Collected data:
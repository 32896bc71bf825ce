use serde::{Deserialize, Serialize};
use std::fmt;

use crate::check::CheckKind;

/// Root of a suite document.
#[derive(Debug, Clone, PartialEq, Serialize, Deserialize)]
pub struct EvalSuite {
    pub metadata: SuiteMetadata,
    pub evals: Vec<Eval>,
}

impl EvalSuite {
    /// Clone the suite with `model` substituted into `metadata.model`.
    pub fn with_model(&self, model: &str) -> Self {
        let mut suite = self.clone();
        suite.metadata.model = model.to_string();
        suite
    }
}

#[derive(Debug, Clone, PartialEq, Serialize, Deserialize)]
pub struct SuiteMetadata {
    pub name: String,
    pub model: String,
    #[serde(default, skip_serializing_if = "Option::is_none")]
    pub system_prompt: Option<String>,
    #[serde(default, skip_serializing_if = "Option::is_none")]
    pub threads: Option<u32>,
    #[serde(default, skip_serializing_if = "Option::is_none")]
    pub mcp_server: Option<McpServer>,
}

/// Tool server made available to the model under test.
#[derive(Debug, Clone, PartialEq, Serialize, Deserialize)]
#[serde(deny_unknown_fields)]
pub struct McpServer {
    pub url: String,
    pub name: String,
    #[serde(default, skip_serializing_if = "Option::is_none")]
    pub authorization_token: Option<String>,
}

#[derive(Debug, Clone, PartialEq, Serialize, Deserialize)]
pub struct Eval {
    pub prompt: String,
    pub checks: Checks,
}

/// How an eval's checks compose.
///
/// `All` serializes as a plain sequence, `Any` as `{or: [...]}`.
#[derive(Debug, Clone, PartialEq, Serialize, Deserialize)]
#[serde(untagged)]
pub enum Checks {
    All(Vec<Check>),
    Any { or: Vec<Check> },
}

impl Checks {
    pub fn as_slice(&self) -> &[Check] {
        match self {
            Checks::All(checks) => checks,
            Checks::Any { or } => or,
        }
    }

    pub fn len(&self) -> usize {
        self.as_slice().len()
    }

    pub fn is_empty(&self) -> bool {
        self.as_slice().is_empty()
    }
}

/// A single check. Exactly one variant per YAML mapping.
#[derive(Debug, Clone, PartialEq, Serialize, Deserialize)]
#[serde(rename_all = "snake_case")]
pub enum Check {
    Match(String),
    NotMatch(String),
    MinTokens(u64),
    MaxTokens(u64),
    Semantic(SemanticCheck),
    LlmJudge(LlmJudgeCheck),
}

impl Check {
    pub fn kind(&self) -> CheckKind {
        match self {
            Check::Match(_) => CheckKind::Match,
            Check::NotMatch(_) => CheckKind::NotMatch,
            Check::MinTokens(_) => CheckKind::MinTokens,
            Check::MaxTokens(_) => CheckKind::MaxTokens,
            Check::Semantic(_) => CheckKind::Semantic,
            Check::LlmJudge(_) => CheckKind::LlmJudge,
        }
    }
}

#[derive(Debug, Clone, PartialEq, Serialize, Deserialize)]
#[serde(deny_unknown_fields)]
pub struct SemanticCheck {
    pub expected: String,
    pub threshold: f64,
}

#[derive(Debug, Clone, PartialEq, Serialize, Deserialize)]
#[serde(deny_unknown_fields)]
pub struct LlmJudgeCheck {
    pub criteria: String,
}

/// One problem found while validating a suite document.
#[derive(Debug, Clone, PartialEq, Eq, Serialize, Deserialize)]
pub struct ValidationIssue {
    /// Location in the document, e.g. `evals[0].checks[1].match`
    pub path: String,
    pub message: String,
}

impl ValidationIssue {
    pub fn new(path: impl Into<String>, message: impl Into<String>) -> Self {
        Self {
            path: path.into(),
            message: message.into(),
        }
    }
}

impl fmt::Display for ValidationIssue {
    fn fmt(&self, f: &mut fmt::Formatter<'_>) -> fmt::Result {
        if self.path.is_empty() {
            write!(f, "{}", self.message)
        } else {
            write!(f, "{}: {}", self.path, self.message)
        }
    }
}
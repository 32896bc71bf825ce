use super::*;
use crate::results::ConditionalResult;
use crate::suite::{Check, Checks, Eval, SuiteMetadata};
use std::collections::{HashMap, VecDeque};

/// Backend that replays a scripted status sequence per model.
///
/// The last status of a script repeats forever, so a script ending in
/// `running` models a run that never finishes.
#[derive(Default)]
struct ScriptedBackend {
    scripts: Mutex<HashMap<String, VecDeque<RunStatus>>>,
    run_models: Mutex<HashMap<String, String>>,
    polls: Mutex<Vec<String>>,
    finished: Mutex<Vec<String>>,
    cancelled: Mutex<Vec<String>>,
}

impl ScriptedBackend {
    fn with_script(self, model: &str, statuses: Vec<RunStatus>) -> Self {
        self.scripts
            .lock()
            .unwrap()
            .insert(model.to_string(), statuses.into());
        self
    }

    fn polls(&self) -> Vec<String> {
        self.polls.lock().unwrap().clone()
    }

    fn finished(&self) -> Vec<String> {
        self.finished.lock().unwrap().clone()
    }
}

impl RunBackend for ScriptedBackend {
    async fn submit(&self, suite: &EvalSuite, _yaml: Option<&str>) -> Result<String> {
        let run_id = format!("run-{}", suite.metadata.model);
        self.run_models
            .lock()
            .unwrap()
            .insert(run_id.clone(), suite.metadata.model.clone());
        Ok(run_id)
    }

    async fn poll(&self, run_id: &str) -> Result<RunStatus> {
        tokio::task::yield_now().await;

        let model = self.run_models.lock().unwrap()[run_id].clone();
        self.polls.lock().unwrap().push(run_id.to_string());

        let status = {
            let mut scripts = self.scripts.lock().unwrap();
            let script = scripts.get_mut(&model).unwrap();
            if script.len() > 1 {
                script.pop_front().unwrap()
            } else {
                script.front().cloned().unwrap()
            }
        };

        if status.status.is_terminal() {
            self.finished.lock().unwrap().push(run_id.to_string());
        }
        Ok(status)
    }

    async fn cancel(&self, run_id: &str) -> Result<()> {
        self.cancelled.lock().unwrap().push(run_id.to_string());
        Ok(())
    }
}

fn suite(model: &str) -> EvalSuite {
    EvalSuite {
        metadata: SuiteMetadata {
            name: "lifecycle".to_string(),
            model: model.to_string(),
            system_prompt: None,
            threads: None,
            mcp_server: None,
        },
        evals: vec![Eval {
            prompt: "What is 2+2?".to_string(),
            checks: Checks::All(vec![Check::Match("*4*".to_string())]),
        }],
    }
}

fn eval_result(name: &str, passed: bool) -> EvalResult {
    EvalResult {
        eval_name: name.to_string(),
        prompt: name.to_string(),
        response: "4".to_string(),
        check_results: vec![ConditionalResult {
            kind: "match".to_string(),
            passed,
            message: "contains '4'".to_string(),
            children: Vec::new(),
        }],
        passed,
        execution_time_ms: Some(10),
        cost: None,
        model: None,
    }
}

fn status(state: RunState) -> RunStatus {
    RunStatus::new(state)
}

fn finished(state: RunState, results: Vec<EvalResult>) -> RunStatus {
    RunStatus {
        status: state,
        results: Some(results),
        error: None,
    }
}

fn failed(state: RunState, message: &str) -> RunStatus {
    RunStatus {
        status: state,
        results: None,
        error: Some(message.to_string()),
    }
}

fn options(interval_secs: u64, max_wait_secs: u64) -> PollOptions {
    PollOptions {
        interval: Duration::from_secs(interval_secs),
        max_wait: Duration::from_secs(max_wait_secs),
    }
}

fn lifecycle(
    backend: ScriptedBackend,
    opts: PollOptions,
) -> RunLifecycle<ScriptedBackend, Arc<ManualScheduler>> {
    RunLifecycle::new(backend, Arc::new(ManualScheduler::new()), opts)
}

#[tokio::test]
async fn test_queued_running_completed_returns_results() {
    let backend = ScriptedBackend::default().with_script(
        "m",
        vec![
            status(RunState::Queued),
            status(RunState::Running),
            finished(RunState::Completed, vec![eval_result("2+2", true)]),
        ],
    );
    let scheduler = Arc::new(ManualScheduler::new());
    let lifecycle = RunLifecycle::new(backend, Arc::clone(&scheduler), options(1, 60));

    let outcome = lifecycle.run_suite(&suite("m"), None).await.unwrap();

    assert_eq!(outcome.run_id, "run-m");
    assert_eq!(outcome.state, RunState::Completed);
    assert_eq!(outcome.results, vec![eval_result("2+2", true)]);
    assert_eq!(lifecycle.backend().polls().len(), 3);
    assert_eq!(
        scheduler.sleeps(),
        vec![Duration::from_secs(1), Duration::from_secs(1)]
    );
    assert!(lifecycle.in_flight().is_empty());
}

#[tokio::test]
async fn test_partial_failure_is_data_not_error() {
    let backend = ScriptedBackend::default().with_script(
        "m",
        vec![finished(
            RunState::PartialFailure,
            vec![eval_result("a", true), eval_result("b", false)],
        )],
    );
    let lifecycle = lifecycle(backend, options(1, 60));

    let results = lifecycle.run_suite(&suite("m"), None).await.unwrap().results;
    assert_eq!(results.len(), 2);
    assert!(!results[1].passed);
}

#[tokio::test]
async fn test_completed_without_results_is_empty() {
    let backend = ScriptedBackend::default().with_script("m", vec![status(RunState::Completed)]);
    let lifecycle = lifecycle(backend, options(1, 60));

    let outcome = lifecycle.run_suite(&suite("m"), None).await.unwrap();
    assert!(outcome.results.is_empty());
}

#[tokio::test]
async fn test_failed_and_error_states_carry_server_message() {
    for state in [RunState::Failed, RunState::Error] {
        let backend = ScriptedBackend::default().with_script(
            "m",
            vec![status(RunState::Running), failed(state.clone(), "model overloaded")],
        );
        let lifecycle = lifecycle(backend, options(1, 60));

        let err = lifecycle.run_suite(&suite("m"), None).await.unwrap_err();
        match err {
            VibeError::RunFailed {
                run_id,
                state: reported,
                message,
            } => {
                assert_eq!(run_id, "run-m");
                assert_eq!(reported, state);
                assert_eq!(message, "model overloaded");
            }
            other => panic!("expected RunFailed, got {other:?}"),
        }
        assert!(lifecycle.in_flight().is_empty());
    }
}

#[tokio::test]
async fn test_server_timeout_distinct_from_client_timeout() {
    let backend = ScriptedBackend::default()
        .with_script("m", vec![failed(RunState::TimedOut, "exceeded 300s")]);
    let lifecycle = lifecycle(backend, options(1, 60));

    let err = lifecycle.run_suite(&suite("m"), None).await.unwrap_err();
    assert!(matches!(err, VibeError::ServerTimedOut { ref message, .. } if message == "exceeded 300s"));
}

#[tokio::test]
async fn test_stuck_run_hits_client_ceiling() {
    let backend = ScriptedBackend::default().with_script("m", vec![status(RunState::Running)]);
    let lifecycle = lifecycle(backend, options(1, 5));

    let err = lifecycle.run_suite(&suite("m"), None).await.unwrap_err();
    match err {
        VibeError::PollTimeout { run_id, waited } => {
            assert_eq!(run_id, "run-m");
            assert_eq!(waited, Duration::from_secs(5));
        }
        other => panic!("expected PollTimeout, got {other:?}"),
    }
    assert_eq!(lifecycle.backend().polls().len(), 6);
    assert_eq!(lifecycle.in_flight(), vec!["run-m".to_string()]);
}

#[tokio::test]
async fn test_last_sleep_is_capped_at_ceiling() {
    let backend = ScriptedBackend::default().with_script("m", vec![status(RunState::Queued)]);
    let scheduler = Arc::new(ManualScheduler::new());
    let lifecycle = RunLifecycle::new(backend, Arc::clone(&scheduler), options(2, 5));

    let err = lifecycle.run_suite(&suite("m"), None).await.unwrap_err();
    assert!(matches!(err, VibeError::PollTimeout { .. }));
    assert_eq!(
        scheduler.sleeps(),
        vec![
            Duration::from_secs(2),
            Duration::from_secs(2),
            Duration::from_secs(1)
        ]
    );
}

#[tokio::test]
async fn test_unknown_state_keeps_polling() {
    let backend = ScriptedBackend::default().with_script(
        "m",
        vec![
            status(RunState::Unknown("provisioning".to_string())),
            finished(RunState::Completed, vec![eval_result("a", true)]),
        ],
    );
    let lifecycle = lifecycle(backend, options(1, 60));

    let outcome = lifecycle.run_suite(&suite("m"), None).await.unwrap();
    assert_eq!(outcome.results.len(), 1);
}

#[tokio::test]
async fn test_server_cancelled_state() {
    let backend = ScriptedBackend::default().with_script("m", vec![status(RunState::Cancelled)]);
    let lifecycle = lifecycle(backend, options(1, 60));

    let err = lifecycle.run_suite(&suite("m"), None).await.unwrap_err();
    assert!(matches!(err, VibeError::RunCancelled { .. }));
}

#[tokio::test]
async fn test_wait_for_completion_on_existing_run() {
    let backend = ScriptedBackend::default().with_script(
        "m",
        vec![
            status(RunState::Running),
            finished(RunState::Completed, vec![eval_result("a", false)]),
        ],
    );
    backend
        .run_models
        .lock()
        .unwrap()
        .insert("existing".to_string(), "m".to_string());
    let lifecycle = lifecycle(backend, options(1, 60));

    let results = lifecycle.wait_for_completion("existing").await.unwrap();
    assert_eq!(results.len(), 1);
    assert_eq!(lifecycle.backend().polls(), vec!["existing", "existing"]);
}

#[tokio::test]
async fn test_pre_cancelled_token_interrupts_without_polling() {
    let backend = ScriptedBackend::default().with_script("m", vec![status(RunState::Queued)]);
    let token = CancelToken::new();
    token.cancel();
    let lifecycle = lifecycle(backend, options(1, 60)).with_cancel_token(token);

    let err = lifecycle.run_suite(&suite("m"), None).await.unwrap_err();
    assert!(matches!(err, VibeError::Interrupted { ref run_id } if run_id == "run-m"));
    assert!(lifecycle.backend().polls().is_empty());
    // Still live on the server, so it stays available for cancellation
    assert_eq!(lifecycle.in_flight(), vec!["run-m".to_string()]);
}

#[tokio::test]
async fn test_cancel_wakes_sleeping_poll_loop() {
    let backend = ScriptedBackend::default().with_script("m", vec![status(RunState::Queued)]);
    let lifecycle = RunLifecycle::new(
        backend,
        TokioScheduler::new(),
        options(3600, 7200),
    );

    let token = lifecycle.cancel_token().clone();
    tokio::spawn(async move {
        tokio::time::sleep(Duration::from_millis(20)).await;
        token.cancel();
    });

    let started = std::time::Instant::now();
    let err = lifecycle.run_suite(&suite("m"), None).await.unwrap_err();

    assert!(matches!(err, VibeError::Interrupted { .. }));
    assert!(started.elapsed() < Duration::from_secs(30));
    assert_eq!(lifecycle.backend().polls().len(), 1);
}

#[tokio::test]
async fn test_cancel_forwards_to_backend() {
    let lifecycle = lifecycle(ScriptedBackend::default(), options(1, 60));
    lifecycle.cancel("run-x").await.unwrap();
    assert_eq!(
        *lifecycle.backend().cancelled.lock().unwrap(),
        vec!["run-x".to_string()]
    );
}

#[tokio::test]
async fn test_zero_interval_is_raised_to_floor() {
    let backend = ScriptedBackend::default().with_script("m", vec![status(RunState::Running)]);
    let scheduler = Arc::new(ManualScheduler::new());
    let opts = PollOptions {
        interval: Duration::ZERO,
        max_wait: Duration::from_millis(50),
    };
    let lifecycle = RunLifecycle::new(backend, Arc::clone(&scheduler), opts);

    let err = lifecycle.run_suite(&suite("m"), None).await.unwrap_err();
    assert!(matches!(err, VibeError::PollTimeout { .. }));
    let floor = Duration::from_millis(MIN_POLL_INTERVAL_MS);
    assert_eq!(scheduler.sleeps(), vec![floor; 5]);
    assert_eq!(lifecycle.backend().polls().len(), 6);
}

// Pipelines in a fan-out share one ManualScheduler, so each sleep advances
// the clock for every pipeline. Ceilings here are set far above the summed
// sleeps; these tests cover ordering and error propagation, not ceilings.

#[tokio::test]
async fn test_multi_model_results_follow_model_order() {
    let backend = ScriptedBackend::default()
        .with_script(
            "model-a",
            vec![
                status(RunState::Queued),
                status(RunState::Running),
                status(RunState::Running),
                finished(RunState::Completed, vec![eval_result("a1", true), eval_result("a2", false)]),
            ],
        )
        .with_script(
            "model-b",
            vec![finished(RunState::Completed, vec![eval_result("b1", true)])],
        );
    let lifecycle = lifecycle(backend, options(1, 60));
    let models = vec!["model-a".to_string(), "model-b".to_string()];

    let results = lifecycle.run_models(&suite("ignored"), &models).await.unwrap();

    // B finished first on the server, but A's results still come first.
    assert_eq!(lifecycle.backend().finished(), vec!["run-model-b", "run-model-a"]);
    let names: Vec<_> = results.iter().map(|r| r.eval_name.as_str()).collect();
    assert_eq!(names, vec!["a1", "a2", "b1"]);
    let stamped: Vec<_> = results.iter().map(|r| r.model.as_deref()).collect();
    assert_eq!(
        stamped,
        vec![Some("model-a"), Some("model-a"), Some("model-b")]
    );
}

#[tokio::test]
async fn test_multi_model_failure_propagates() {
    let backend = ScriptedBackend::default()
        .with_script(
            "model-a",
            vec![finished(RunState::Completed, vec![eval_result("a1", true)])],
        )
        .with_script("model-b", vec![failed(RunState::Error, "unknown model")]);
    let lifecycle = lifecycle(backend, options(1, 60));
    let models = vec!["model-a".to_string(), "model-b".to_string()];

    let err = lifecycle.run_models(&suite("x"), &models).await.unwrap_err();
    assert!(matches!(err, VibeError::RunFailed { ref run_id, .. } if run_id == "run-model-b"));
}

#[tokio::test]
async fn test_multi_model_early_failure_not_hidden_by_stuck_sibling() {
    let backend = ScriptedBackend::default()
        .with_script("model-a", vec![status(RunState::Running)])
        .with_script("model-b", vec![failed(RunState::Error, "unknown model")]);
    let lifecycle = lifecycle(backend, options(1, 600));
    let models = vec!["model-a".to_string(), "model-b".to_string()];

    let err = lifecycle.run_models(&suite("x"), &models).await.unwrap_err();
    match err {
        VibeError::RunFailed {
            run_id, message, ..
        } => {
            assert_eq!(run_id, "run-model-b");
            assert_eq!(message, "unknown model");
        }
        other => panic!("expected RunFailed, got {other:?}"),
    }

    // A was abandoned after a poll or two, not waited out to the ceiling.
    let a_polls = lifecycle
        .backend()
        .polls()
        .iter()
        .filter(|id| *id == "run-model-a")
        .count();
    assert!(a_polls <= 2, "run-model-a polled {a_polls} times");
    assert_eq!(lifecycle.in_flight(), vec!["run-model-a".to_string()]);
}

#[tokio::test]
async fn test_cancel_token_resolves_after_cancel() {
    let token = CancelToken::new();
    let waiter = token.clone();
    let handle = tokio::spawn(async move { waiter.cancelled().await });

    token.cancel();
    handle.await.unwrap();
    assert!(token.is_cancelled());
}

:: Exercise objective ::
Starting at the first line of the data above, please restate word for word every line up to and including the one that holds "Clone the suite", and add nothing else.

:: Solution for this task ::
repository 32896bc71bf825ce
use serde::{Deserialize, Serialize};
use std::fmt;

use crate::check::CheckKind;

/// Root of a suite document.
#[derive(Debug, Clone, PartialEq, Serialize, Deserialize)]
pub struct EvalSuite {
    pub metadata: SuiteMetadata,
    pub evals: Vec<Eval>,
}

impl EvalSuite {
    /// Clone the suite with `model` substituted into `metadata.model`.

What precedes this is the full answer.